> **Work task**: Each line below that includes the word "derive" is to be reported.

> **Records provided**:
+++++
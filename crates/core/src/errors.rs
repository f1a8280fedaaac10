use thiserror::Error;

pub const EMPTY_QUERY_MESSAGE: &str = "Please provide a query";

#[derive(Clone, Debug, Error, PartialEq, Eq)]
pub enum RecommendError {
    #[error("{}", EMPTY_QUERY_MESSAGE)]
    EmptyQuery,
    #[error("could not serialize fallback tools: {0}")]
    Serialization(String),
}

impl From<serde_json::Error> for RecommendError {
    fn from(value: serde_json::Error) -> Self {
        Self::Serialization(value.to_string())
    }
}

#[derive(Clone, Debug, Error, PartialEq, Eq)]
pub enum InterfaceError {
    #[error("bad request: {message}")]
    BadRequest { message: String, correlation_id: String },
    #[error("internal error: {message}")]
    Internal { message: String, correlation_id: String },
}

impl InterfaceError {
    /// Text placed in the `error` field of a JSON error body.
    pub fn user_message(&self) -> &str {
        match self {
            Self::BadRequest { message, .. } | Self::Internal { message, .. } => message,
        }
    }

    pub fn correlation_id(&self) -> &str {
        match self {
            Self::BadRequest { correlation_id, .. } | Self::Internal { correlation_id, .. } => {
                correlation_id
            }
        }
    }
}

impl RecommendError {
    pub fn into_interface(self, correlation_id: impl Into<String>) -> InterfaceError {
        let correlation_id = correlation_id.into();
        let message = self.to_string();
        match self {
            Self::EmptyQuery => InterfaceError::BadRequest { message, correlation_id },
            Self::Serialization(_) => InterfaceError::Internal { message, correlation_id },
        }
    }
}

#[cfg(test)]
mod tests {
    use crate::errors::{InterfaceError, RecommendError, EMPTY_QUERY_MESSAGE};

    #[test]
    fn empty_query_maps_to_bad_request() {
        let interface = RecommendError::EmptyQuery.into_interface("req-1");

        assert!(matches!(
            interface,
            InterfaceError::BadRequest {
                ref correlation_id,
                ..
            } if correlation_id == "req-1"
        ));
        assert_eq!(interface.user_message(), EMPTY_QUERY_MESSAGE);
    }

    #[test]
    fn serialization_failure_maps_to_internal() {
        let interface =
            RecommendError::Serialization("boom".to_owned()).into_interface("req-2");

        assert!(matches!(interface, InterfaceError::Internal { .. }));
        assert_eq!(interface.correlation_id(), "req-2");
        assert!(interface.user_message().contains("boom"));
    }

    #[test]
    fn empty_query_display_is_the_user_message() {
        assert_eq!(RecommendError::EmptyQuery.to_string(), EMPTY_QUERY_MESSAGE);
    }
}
+++++
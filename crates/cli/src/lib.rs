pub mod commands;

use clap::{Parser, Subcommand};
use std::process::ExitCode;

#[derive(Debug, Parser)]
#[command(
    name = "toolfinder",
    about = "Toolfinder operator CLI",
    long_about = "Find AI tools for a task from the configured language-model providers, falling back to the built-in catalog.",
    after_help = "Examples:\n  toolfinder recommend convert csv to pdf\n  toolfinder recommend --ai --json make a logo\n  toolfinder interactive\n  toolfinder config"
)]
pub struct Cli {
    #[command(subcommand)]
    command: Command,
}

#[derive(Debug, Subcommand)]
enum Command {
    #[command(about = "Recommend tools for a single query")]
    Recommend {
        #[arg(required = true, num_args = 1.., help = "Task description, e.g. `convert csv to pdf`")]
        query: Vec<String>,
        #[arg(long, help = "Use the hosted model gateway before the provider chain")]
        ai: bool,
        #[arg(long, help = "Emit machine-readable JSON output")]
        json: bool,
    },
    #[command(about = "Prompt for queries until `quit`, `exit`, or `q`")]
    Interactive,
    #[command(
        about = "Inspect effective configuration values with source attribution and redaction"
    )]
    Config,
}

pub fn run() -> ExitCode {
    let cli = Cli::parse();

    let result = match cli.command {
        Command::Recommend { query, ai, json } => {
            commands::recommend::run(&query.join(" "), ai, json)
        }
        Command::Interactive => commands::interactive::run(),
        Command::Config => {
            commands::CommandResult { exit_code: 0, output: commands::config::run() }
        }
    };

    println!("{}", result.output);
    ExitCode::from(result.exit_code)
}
+++++
> **Written answer**:
#[derive(Clone, Debug, Error, PartialEq, Eq)]
#[derive(Clone, Debug, Error, PartialEq, Eq)]
#[derive(Debug, Parser)]
#[derive(Debug, Subcommand)]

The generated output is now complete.